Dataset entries
····················

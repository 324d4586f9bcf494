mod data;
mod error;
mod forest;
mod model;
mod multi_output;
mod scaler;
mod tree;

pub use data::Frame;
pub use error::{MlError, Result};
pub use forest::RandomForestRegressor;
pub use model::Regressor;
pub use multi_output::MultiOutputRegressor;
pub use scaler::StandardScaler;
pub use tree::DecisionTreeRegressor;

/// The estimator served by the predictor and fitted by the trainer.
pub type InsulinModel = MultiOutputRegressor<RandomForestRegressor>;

····················

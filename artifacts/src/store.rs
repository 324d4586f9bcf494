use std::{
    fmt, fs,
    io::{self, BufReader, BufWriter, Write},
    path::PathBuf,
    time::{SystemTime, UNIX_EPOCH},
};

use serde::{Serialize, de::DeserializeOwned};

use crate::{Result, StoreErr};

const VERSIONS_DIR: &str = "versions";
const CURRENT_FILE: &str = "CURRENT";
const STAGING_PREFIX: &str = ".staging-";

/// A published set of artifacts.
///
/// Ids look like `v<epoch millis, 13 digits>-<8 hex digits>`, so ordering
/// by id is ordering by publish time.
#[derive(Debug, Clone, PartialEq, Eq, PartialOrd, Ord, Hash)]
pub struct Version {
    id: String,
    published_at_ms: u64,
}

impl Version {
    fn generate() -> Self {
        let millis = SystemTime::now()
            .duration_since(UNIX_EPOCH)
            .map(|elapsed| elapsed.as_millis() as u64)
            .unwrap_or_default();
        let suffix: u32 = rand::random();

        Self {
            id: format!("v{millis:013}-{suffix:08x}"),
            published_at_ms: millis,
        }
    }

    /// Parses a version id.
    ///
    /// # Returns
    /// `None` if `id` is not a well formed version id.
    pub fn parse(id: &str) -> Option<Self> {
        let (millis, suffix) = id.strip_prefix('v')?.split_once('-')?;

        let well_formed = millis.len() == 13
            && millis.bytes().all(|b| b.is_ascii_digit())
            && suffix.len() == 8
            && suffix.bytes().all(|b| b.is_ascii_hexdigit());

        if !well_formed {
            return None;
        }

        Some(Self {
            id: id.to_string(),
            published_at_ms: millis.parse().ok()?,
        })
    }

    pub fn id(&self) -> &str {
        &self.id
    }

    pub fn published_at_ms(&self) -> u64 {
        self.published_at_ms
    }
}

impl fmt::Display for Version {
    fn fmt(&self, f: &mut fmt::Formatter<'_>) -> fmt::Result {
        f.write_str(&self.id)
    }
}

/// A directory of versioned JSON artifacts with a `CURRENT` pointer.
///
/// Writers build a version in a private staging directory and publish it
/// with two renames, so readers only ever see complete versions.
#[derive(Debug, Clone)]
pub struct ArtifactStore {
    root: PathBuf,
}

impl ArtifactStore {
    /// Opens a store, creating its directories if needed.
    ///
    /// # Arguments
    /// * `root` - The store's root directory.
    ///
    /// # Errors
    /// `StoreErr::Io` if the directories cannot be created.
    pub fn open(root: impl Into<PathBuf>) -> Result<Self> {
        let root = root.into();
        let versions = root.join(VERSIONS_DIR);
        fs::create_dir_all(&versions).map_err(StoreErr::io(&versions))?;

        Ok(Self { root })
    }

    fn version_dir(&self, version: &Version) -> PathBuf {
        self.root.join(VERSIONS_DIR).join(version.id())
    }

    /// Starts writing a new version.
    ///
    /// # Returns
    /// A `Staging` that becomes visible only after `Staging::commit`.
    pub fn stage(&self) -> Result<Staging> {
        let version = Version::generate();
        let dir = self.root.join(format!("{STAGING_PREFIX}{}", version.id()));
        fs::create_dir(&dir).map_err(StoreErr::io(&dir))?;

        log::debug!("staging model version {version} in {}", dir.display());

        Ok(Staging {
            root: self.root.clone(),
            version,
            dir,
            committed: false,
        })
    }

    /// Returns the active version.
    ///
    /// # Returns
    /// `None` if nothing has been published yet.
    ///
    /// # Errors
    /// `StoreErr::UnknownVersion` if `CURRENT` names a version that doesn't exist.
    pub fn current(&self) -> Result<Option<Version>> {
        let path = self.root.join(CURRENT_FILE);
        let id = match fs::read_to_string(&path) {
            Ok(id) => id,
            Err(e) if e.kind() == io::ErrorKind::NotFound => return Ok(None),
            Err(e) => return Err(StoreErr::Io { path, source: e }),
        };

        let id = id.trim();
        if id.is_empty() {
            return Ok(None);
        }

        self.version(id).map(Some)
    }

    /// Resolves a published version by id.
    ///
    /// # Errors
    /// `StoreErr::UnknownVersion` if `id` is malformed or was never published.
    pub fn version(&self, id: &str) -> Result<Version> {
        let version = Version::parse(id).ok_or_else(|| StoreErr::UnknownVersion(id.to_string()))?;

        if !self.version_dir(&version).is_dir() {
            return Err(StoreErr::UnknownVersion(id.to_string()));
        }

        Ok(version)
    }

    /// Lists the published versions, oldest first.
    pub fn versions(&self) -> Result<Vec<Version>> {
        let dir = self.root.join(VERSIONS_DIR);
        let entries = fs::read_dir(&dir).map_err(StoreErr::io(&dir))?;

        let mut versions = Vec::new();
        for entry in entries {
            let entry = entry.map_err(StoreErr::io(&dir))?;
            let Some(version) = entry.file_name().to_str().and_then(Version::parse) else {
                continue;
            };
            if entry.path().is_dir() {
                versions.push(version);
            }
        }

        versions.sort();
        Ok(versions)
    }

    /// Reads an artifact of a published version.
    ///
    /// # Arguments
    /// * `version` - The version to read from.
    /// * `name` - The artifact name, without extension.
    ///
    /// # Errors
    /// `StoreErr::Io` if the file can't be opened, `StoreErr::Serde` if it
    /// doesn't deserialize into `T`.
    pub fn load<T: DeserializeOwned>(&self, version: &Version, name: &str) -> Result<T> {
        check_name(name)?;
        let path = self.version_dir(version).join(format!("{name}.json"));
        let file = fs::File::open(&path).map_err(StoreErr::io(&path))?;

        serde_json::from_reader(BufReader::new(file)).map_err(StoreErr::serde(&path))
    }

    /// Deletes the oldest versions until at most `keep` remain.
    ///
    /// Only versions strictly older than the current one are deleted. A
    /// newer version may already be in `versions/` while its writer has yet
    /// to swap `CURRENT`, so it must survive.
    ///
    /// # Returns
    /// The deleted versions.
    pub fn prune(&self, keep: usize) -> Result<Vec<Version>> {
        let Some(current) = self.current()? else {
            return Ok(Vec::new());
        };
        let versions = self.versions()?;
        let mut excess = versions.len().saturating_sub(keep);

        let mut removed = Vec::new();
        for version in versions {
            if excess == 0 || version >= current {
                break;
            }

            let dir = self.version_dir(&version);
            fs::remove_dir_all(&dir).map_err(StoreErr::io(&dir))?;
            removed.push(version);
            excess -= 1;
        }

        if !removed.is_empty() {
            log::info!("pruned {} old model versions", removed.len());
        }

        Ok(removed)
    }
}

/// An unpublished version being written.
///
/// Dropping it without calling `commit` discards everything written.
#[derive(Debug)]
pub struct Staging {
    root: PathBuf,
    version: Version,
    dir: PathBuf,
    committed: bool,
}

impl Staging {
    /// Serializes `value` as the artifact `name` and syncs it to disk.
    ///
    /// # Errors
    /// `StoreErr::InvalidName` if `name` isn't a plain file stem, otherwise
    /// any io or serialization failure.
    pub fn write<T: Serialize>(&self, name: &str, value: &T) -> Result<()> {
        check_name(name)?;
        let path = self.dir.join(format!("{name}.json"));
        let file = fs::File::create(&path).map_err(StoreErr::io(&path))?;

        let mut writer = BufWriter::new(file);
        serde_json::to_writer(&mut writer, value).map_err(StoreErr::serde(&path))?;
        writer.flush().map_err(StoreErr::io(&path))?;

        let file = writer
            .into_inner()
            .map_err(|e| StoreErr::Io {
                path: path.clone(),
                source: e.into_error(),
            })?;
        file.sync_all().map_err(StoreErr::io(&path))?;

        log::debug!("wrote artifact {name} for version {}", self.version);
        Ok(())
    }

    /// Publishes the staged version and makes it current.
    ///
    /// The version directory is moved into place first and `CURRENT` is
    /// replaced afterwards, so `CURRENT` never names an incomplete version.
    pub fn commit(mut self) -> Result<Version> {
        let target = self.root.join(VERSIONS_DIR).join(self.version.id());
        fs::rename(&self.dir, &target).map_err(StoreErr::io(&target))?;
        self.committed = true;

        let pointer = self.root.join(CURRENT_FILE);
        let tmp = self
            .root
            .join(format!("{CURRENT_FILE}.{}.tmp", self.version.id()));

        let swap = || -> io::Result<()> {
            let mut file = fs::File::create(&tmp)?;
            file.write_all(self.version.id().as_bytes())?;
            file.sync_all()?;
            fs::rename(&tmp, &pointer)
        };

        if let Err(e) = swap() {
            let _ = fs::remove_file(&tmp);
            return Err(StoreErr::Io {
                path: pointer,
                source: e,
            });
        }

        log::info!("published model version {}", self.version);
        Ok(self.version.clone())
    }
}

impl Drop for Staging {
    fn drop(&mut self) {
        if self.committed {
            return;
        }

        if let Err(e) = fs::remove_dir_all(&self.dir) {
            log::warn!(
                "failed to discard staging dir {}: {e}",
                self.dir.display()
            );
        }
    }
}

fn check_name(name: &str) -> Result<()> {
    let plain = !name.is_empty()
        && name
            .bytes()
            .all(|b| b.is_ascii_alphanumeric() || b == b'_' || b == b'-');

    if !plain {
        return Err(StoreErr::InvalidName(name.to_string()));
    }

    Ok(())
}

····················

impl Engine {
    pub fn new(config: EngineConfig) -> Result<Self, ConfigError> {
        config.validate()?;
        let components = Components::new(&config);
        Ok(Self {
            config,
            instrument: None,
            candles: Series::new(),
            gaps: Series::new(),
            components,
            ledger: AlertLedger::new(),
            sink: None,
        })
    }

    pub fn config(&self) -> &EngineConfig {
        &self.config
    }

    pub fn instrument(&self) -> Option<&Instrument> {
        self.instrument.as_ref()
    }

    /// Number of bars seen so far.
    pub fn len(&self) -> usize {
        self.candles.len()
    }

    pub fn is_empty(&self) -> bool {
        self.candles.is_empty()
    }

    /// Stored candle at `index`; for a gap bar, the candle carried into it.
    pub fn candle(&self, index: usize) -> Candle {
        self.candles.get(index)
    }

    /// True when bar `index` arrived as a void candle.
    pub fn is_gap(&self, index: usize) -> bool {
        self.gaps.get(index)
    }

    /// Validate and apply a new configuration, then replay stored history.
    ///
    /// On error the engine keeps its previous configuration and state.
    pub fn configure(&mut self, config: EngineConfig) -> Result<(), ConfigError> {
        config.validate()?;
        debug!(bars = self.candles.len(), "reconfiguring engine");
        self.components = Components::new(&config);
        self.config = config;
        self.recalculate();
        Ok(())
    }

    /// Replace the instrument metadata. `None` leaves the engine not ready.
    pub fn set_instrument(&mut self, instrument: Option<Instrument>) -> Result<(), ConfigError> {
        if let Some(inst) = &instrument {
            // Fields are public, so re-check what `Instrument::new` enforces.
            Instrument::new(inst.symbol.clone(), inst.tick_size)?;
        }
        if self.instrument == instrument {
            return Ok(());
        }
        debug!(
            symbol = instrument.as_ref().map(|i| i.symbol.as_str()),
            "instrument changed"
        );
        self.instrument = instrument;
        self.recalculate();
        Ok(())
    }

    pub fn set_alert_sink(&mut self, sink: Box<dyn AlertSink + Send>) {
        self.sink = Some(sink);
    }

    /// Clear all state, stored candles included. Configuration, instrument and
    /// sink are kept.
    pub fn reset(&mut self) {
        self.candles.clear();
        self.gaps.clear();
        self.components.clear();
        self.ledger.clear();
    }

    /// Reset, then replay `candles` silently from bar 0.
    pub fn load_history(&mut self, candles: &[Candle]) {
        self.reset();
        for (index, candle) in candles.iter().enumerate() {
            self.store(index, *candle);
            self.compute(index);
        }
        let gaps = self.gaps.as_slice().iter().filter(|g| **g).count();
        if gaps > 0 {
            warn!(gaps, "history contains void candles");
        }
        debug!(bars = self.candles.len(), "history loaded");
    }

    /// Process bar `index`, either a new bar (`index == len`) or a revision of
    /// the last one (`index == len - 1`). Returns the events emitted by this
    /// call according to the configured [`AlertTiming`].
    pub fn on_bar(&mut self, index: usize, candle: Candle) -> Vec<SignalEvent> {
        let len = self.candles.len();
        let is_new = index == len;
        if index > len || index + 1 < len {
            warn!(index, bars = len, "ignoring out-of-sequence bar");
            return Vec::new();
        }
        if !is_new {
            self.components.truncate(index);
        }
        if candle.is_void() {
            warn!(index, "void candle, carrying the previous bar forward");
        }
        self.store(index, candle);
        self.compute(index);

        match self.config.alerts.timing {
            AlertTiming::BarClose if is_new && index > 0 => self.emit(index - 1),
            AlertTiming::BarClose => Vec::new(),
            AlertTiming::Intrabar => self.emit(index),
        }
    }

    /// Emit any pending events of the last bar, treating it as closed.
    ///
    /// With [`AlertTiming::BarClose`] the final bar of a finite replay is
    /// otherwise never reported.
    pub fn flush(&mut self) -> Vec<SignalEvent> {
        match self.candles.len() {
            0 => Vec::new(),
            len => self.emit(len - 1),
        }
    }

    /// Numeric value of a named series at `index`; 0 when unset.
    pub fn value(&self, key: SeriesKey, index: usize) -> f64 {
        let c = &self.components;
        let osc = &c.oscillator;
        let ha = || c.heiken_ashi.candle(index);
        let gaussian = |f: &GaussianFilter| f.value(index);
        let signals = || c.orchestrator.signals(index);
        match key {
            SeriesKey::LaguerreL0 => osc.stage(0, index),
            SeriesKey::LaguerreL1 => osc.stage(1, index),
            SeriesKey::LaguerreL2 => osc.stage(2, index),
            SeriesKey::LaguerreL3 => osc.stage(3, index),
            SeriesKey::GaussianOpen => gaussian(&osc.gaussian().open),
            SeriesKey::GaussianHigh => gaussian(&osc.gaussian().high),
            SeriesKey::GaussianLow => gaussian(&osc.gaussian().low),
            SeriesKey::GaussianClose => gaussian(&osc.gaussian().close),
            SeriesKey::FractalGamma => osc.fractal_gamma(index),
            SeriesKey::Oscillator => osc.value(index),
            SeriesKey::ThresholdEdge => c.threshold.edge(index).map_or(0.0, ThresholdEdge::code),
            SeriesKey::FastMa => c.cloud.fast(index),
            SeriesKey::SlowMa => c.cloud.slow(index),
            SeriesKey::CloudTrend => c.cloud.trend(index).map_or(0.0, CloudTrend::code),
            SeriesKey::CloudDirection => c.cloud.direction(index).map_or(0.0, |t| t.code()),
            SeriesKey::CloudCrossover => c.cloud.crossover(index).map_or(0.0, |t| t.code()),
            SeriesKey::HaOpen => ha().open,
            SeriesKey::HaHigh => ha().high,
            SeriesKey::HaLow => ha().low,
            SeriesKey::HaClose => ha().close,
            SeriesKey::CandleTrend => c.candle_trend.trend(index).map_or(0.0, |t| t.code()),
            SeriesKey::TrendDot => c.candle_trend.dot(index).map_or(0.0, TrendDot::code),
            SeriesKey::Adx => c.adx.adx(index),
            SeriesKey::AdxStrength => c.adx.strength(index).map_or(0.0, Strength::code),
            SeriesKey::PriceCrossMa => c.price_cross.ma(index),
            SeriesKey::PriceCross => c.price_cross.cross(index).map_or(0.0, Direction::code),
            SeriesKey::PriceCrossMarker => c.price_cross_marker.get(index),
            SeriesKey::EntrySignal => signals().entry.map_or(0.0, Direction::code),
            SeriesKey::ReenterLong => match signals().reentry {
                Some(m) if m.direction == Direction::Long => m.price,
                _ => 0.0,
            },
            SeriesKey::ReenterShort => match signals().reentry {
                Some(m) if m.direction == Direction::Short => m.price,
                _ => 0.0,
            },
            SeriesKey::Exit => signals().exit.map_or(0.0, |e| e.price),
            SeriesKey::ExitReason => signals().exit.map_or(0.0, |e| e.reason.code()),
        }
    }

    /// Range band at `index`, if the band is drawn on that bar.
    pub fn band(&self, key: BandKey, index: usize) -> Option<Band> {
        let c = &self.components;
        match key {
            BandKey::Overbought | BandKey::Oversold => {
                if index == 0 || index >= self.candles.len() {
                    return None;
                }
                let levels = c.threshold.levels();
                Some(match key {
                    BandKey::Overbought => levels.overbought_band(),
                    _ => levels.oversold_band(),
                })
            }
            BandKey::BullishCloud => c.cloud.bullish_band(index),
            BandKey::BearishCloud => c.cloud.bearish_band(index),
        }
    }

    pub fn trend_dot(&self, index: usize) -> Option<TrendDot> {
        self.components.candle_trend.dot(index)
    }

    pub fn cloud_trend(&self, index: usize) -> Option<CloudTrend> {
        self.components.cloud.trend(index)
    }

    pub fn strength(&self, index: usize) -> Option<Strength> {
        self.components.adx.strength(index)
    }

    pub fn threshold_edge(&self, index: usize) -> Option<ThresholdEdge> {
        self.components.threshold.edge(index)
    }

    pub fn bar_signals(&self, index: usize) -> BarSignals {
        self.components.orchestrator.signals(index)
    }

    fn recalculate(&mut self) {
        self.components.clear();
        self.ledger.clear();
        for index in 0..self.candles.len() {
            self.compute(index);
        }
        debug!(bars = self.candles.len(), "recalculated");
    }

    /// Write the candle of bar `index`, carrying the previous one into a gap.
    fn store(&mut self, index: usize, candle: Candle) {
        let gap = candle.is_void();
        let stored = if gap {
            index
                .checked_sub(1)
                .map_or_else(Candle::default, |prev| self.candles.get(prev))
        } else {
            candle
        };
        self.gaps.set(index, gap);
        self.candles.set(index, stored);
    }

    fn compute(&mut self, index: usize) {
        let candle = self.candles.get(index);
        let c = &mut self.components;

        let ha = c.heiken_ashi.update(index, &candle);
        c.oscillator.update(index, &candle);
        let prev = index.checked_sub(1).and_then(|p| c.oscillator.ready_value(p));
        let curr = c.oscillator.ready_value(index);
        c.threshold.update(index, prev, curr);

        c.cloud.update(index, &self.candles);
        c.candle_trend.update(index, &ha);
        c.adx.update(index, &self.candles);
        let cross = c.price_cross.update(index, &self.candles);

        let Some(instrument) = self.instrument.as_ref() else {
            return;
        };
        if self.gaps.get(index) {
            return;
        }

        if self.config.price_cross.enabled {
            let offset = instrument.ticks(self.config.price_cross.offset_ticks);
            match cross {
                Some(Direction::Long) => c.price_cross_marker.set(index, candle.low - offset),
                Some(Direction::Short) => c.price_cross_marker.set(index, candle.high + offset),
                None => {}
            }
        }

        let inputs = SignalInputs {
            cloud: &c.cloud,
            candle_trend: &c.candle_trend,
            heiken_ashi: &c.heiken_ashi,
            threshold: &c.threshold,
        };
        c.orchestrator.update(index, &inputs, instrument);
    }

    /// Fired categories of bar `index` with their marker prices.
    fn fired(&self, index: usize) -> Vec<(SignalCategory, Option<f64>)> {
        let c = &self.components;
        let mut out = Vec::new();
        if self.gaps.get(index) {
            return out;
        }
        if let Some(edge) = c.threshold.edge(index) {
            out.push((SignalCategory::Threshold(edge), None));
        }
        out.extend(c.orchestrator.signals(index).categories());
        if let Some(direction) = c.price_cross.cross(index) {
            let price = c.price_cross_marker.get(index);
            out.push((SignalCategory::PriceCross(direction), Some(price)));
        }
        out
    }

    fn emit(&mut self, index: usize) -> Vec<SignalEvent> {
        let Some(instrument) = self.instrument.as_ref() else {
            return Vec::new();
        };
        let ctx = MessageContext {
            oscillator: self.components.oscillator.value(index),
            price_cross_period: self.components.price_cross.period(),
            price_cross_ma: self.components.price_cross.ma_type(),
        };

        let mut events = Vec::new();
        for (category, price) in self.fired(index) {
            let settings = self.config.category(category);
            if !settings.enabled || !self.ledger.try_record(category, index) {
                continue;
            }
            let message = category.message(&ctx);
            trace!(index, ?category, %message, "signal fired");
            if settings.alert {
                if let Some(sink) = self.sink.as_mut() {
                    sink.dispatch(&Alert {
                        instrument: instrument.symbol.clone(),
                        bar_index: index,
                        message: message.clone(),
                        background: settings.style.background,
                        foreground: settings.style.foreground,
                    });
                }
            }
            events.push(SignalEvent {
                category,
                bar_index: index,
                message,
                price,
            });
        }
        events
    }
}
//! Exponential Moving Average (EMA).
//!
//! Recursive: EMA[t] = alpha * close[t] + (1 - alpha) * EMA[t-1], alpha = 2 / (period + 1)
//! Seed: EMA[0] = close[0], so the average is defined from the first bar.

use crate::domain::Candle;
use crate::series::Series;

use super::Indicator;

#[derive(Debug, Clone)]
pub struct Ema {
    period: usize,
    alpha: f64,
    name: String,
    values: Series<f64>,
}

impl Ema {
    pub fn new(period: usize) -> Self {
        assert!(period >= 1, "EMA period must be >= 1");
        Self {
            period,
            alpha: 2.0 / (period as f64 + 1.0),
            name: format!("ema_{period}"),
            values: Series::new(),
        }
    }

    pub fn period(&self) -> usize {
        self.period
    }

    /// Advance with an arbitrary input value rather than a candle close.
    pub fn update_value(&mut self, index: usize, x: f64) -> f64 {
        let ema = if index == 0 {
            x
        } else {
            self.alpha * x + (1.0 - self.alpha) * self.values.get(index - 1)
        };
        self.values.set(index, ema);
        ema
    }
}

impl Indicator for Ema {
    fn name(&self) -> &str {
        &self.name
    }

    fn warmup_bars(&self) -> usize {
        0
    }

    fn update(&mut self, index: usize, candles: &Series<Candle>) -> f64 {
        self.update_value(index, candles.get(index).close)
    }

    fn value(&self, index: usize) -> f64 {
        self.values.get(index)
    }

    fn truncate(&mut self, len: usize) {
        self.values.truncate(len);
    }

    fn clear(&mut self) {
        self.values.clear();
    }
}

····················

● REQUIRED WORK: Every line from the line containing "self.version(id).map(Some)" through the line containing "doesn't deserialize into" in the records above must be retyped exactly. Leave out the rest.

● FINISHED TASK:
        self.version(id).map(Some)
    }

    /// Resolves a published version by id.
    ///
    /// # Errors
    /// `StoreErr::UnknownVersion` if `id` is malformed or was never published.
    pub fn version(&self, id: &str) -> Result<Version> {
        let version = Version::parse(id).ok_or_else(|| StoreErr::UnknownVersion(id.to_string()))?;

        if !self.version_dir(&version).is_dir() {
            return Err(StoreErr::UnknownVersion(id.to_string()));
        }

        Ok(version)
    }

    /// Lists the published versions, oldest first.
    pub fn versions(&self) -> Result<Vec<Version>> {
        let dir = self.root.join(VERSIONS_DIR);
        let entries = fs::read_dir(&dir).map_err(StoreErr::io(&dir))?;

        let mut versions = Vec::new();
        for entry in entries {
            let entry = entry.map_err(StoreErr::io(&dir))?;
            let Some(version) = entry.file_name().to_str().and_then(Version::parse) else {
                continue;
            };
            if entry.path().is_dir() {
                versions.push(version);
            }
        }

        versions.sort();
        Ok(versions)
    }

    /// Reads an artifact of a published version.
    ///
    /// # Arguments
    /// * `version` - The version to read from.
    /// * `name` - The artifact name, without extension.
    ///
    /// # Errors
    /// `StoreErr::Io` if the file can't be opened, `StoreErr::Serde` if it
    /// doesn't deserialize into `T`.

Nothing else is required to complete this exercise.